I was going to say that my finger has finally healed, but it so happens that I cut my hand again today. Where the fuck did I put my working gloves?
It's like this, OK? Y'know how I always wanted a cake stand with lid so I can put sweets and bread in it and pretend I'm in a bakery shop? Well, a crystal one finally went on sale in Corte Ingles so I got it for half off price. And it arrived COMPLETELY BROKEN. SHATTERED CRYSTAL GLASS. It was delivered in the morning and I had barely woken, so I reached in the box... and I cut myself. This is so sad. I ordered a lot of stuff but this one is what I want the most. I went back to bed only for 10 seconds just to ponder if we are - I am - doomed to lose what I treasure the most. Or doomed to not get it in the first place. Fate can be cruel like that, I thought. You might think I'm silly, but I think it's a sign. Maybe like Wilde said we will all keep being discontent after acquiring what we desire the most, but damn it, I don't think so. It's a damn cake stand and I want it. It's truly very sad.
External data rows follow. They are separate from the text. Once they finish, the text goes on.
use std::process::ExitCode;

use tracing_subscriber::EnvFilter;

fn main() -> ExitCode {
    tracing_subscriber::fmt()
        .with_env_filter(EnvFilter::from_default_env())
        .with_writer(std::io::stderr)
        .init();

    let command_line_interface = jsonvet::cli::CommandLineInterface::load();
    match command_line_interface.run() {
        Ok(code) => code,
        Err(error) => {
            eprintln!("error: {error:#}");
            ExitCode::from(2)
        }
    }
}
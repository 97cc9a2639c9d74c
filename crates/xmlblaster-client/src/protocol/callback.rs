// SPDX-License-Identifier: Apache-2.0 OR MIT
// Copyright (c) 2025-2026 naskel.com

//! Server-to-client callbacks.
//!
//! Updates bypass the connection state machine: a [`CallbackServer`] hands
//! them straight to the registered [`UpdateHandler`]. They are never retried
//! by the client.

use crate::qos::UpdateQos;
use crate::Result;
use std::sync::Arc;

/// Receives messages the server pushes to this client.
///
/// Called from transport threads, so implementations must be thread-safe.
pub trait UpdateHandler: Send + Sync {
    /// Handle one message and return the status QoS for the server,
    /// normally [`crate::qos::STATUS_OK`].
    fn update(&self, session_id: &str, key: &str, content: &[u8], qos: &UpdateQos) -> Result<String>;
}

/// Update handler backed by a closure.
///
/// ```ignore
/// let handler = ClosureUpdateHandler::new(|_session, key, content, _qos| {
///     println!("{}: {} bytes", key, content.len());
///     Ok(STATUS_OK.to_string())
/// });
/// access.connect(qos, Some(Arc::new(handler)))?;
/// ```
pub struct ClosureUpdateHandler<F>
where
    F: Fn(&str, &str, &[u8], &UpdateQos) -> Result<String> + Send + Sync,
{
    callback: F,
}

impl<F> ClosureUpdateHandler<F>
where
    F: Fn(&str, &str, &[u8], &UpdateQos) -> Result<String> + Send + Sync,
{
    pub fn new(callback: F) -> Self {
        Self { callback }
    }
}

impl<F> UpdateHandler for ClosureUpdateHandler<F>
where
    F: Fn(&str, &str, &[u8], &UpdateQos) -> Result<String> + Send + Sync,
{
    fn update(&self, session_id: &str, key: &str, content: &[u8], qos: &UpdateQos) -> Result<String> {
        (self.callback)(session_id, key, content, qos)
    }
}

/// Server side of the callback path, owned by the client facade.
pub trait CallbackServer: Send {
    /// Start accepting updates for `login_name` and route them to `handler`.
    fn initialize(&mut self, login_name: &str, handler: Arc<dyn UpdateHandler>) -> Result<()>;

    /// Transport type of the callback, e.g. `LOCAL`.
    fn protocol(&self) -> &str;

    /// Address the server should use to reach this callback.
    fn callback_address(&self) -> String;

    /// Stop accepting updates.
    fn shutdown(&mut self) -> Result<()>;
}

#[cfg(test)]
mod tests {
    use super::*;
    use crate::qos::STATUS_OK;
    use std::sync::atomic::{AtomicU32, Ordering};

    #[test]
    fn test_closure_update_handler() {
        let counter = Arc::new(AtomicU32::new(0));
        let c = counter.clone();
        let handler = ClosureUpdateHandler::new(move |session, key, content, _qos| {
            assert_eq!(session, "sess-1");
            assert_eq!(key, "<key oid='a'/>");
            c.fetch_add(content.len() as u32, Ordering::SeqCst);
            Ok(STATUS_OK.to_string())
        });
        let status = handler
            .update("sess-1", "<key oid='a'/>", b"abc", &UpdateQos::default())
            .unwrap();
        assert_eq!(status, STATUS_OK);
        assert_eq!(counter.load(Ordering::SeqCst), 3);
    }
}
I had to return the lemon curd and white chocolate almond from Cartwright & Butler too because the lemon curd had green gunk in it and the white almond was also turning green, like marble texture green. I'm not saying Cartwright & Butler is a shit brand, but I will never buy Cartwright & Butler from Corte Ingles ever again. What the fuck was that?
That said, the panettone from Da Vittorio is delicious. I have never been to a restaurant with any Michelin star, and now I think of it. My mouth was watering just from the smell, it's that good, and I couldn't wait to get a slice. There is 1 kilo of it so there's that.
I'm sorry Diary, it's not a birthday cake nor a substitute. I have turned 26 some days ago and that's that. I haven't died, obviously, and so there is no reason to dwell on it again. I think I will be less fearful next year - or not - who knows if I can make it, but, I'm OK now.
Not everything is OK, Diary. I know that I will have to change some day. I don't know what that day will be.
And I may have been watching too much porn this year already. Well I wouldn't actually say most of time on porn sites (just 2) was spend on watching, more like looking for the right stuff. When I was younger I could get off on words, it was much easier. I could use my imagination. The problem with realism, right, is it's very specific and leaves little room for imagination. I don't know the exact catchphrase I should use which is embarrassing for a 26-year-old I suppose, I want to say "rough sex" but the results are often not what I want. And the men are getting lazier in porn nowadays, if they don't put in effort I don't even want to watch anymore. Like they always use cowgirl positions or be real motor-like. I can't imagine that'd be remotely enjoyable for the girl, just having a motor thing going in and out of your body. Like their movement don't have no rhythm, it's just so boring. It's like a gif on loop, you know what I mean? It's so sad. lmao and in every blowjob video I came across recently the girl looked like she was let down majorly. No wonder there are so many lesbian porns these days. Sadly I'm not into that stuff.
Anyway I watch about 10-20 minutes every day for about 4 days in a row now, before you think I'm some kind of sex fiend. Is that normal? I don't even care. I don't even want to continue watching anymore because the search is just exhausting. It's like looking at applications and be not impressed with what you see. For some people porn and films even is what drives their sex drive, I firmly believe that. Like I told you if I were to see anyone irl I wouldn't have any urge whatsoever. It's weird- that's weird, I know. But today's porn just isn't very good. There is an alarmingly high number of stepmom videos too. Maybe divorce rate is really bad in the US and someone wants to cash in on it.
I definitely don't have kinks, Diary. The older I am the surer I am of that. I have no kink yet I am still having a hard time to find what would please me.
Bitcoin is crashing, right? Maybe you think now it's too late to be skeptical and you must already be in either camp. And my name... yeah. I have been watching the irl applications, the real, meaningful applications of bitcoins (and not other coins) these years. Back in 2013 there were a few vendors in San Francisco that already accepted bitcoin. I been there. But it never really took off. - Until I saw even in Wroclaw that they have at least one exchange booth where you can exchange bitcoin for real zloty. It didn't exactly make me hopeful but it did make me think better of Poland in general. But I'm not going off tangent.
The rise of btc isn't necessarily a good thing. Someone needs to poke enough holes in this false economy to prove it's actually viable and not a ponzi scheme. The coin's own utility is so very much different from blockchain and has so much less potential in my opinion. I wouldn't say the coin is doomed to fail but it's fair to say those who benefit from it will never be the masses. Other coins are just all jokes and the cons are simply cons. Some big cons run the biggest cons in California every year. It's not even drama that's worth anyone's attention and frankly I find it distracting. If you think about it it isn't even something you want to involve the masses in. But whatever.
I don't want to watch lesbian porn. I want to watch a fit, good-looking guy fucking (hard) a sweet-looking girl with natural breasts. That's all. Apparently it's too much to ask.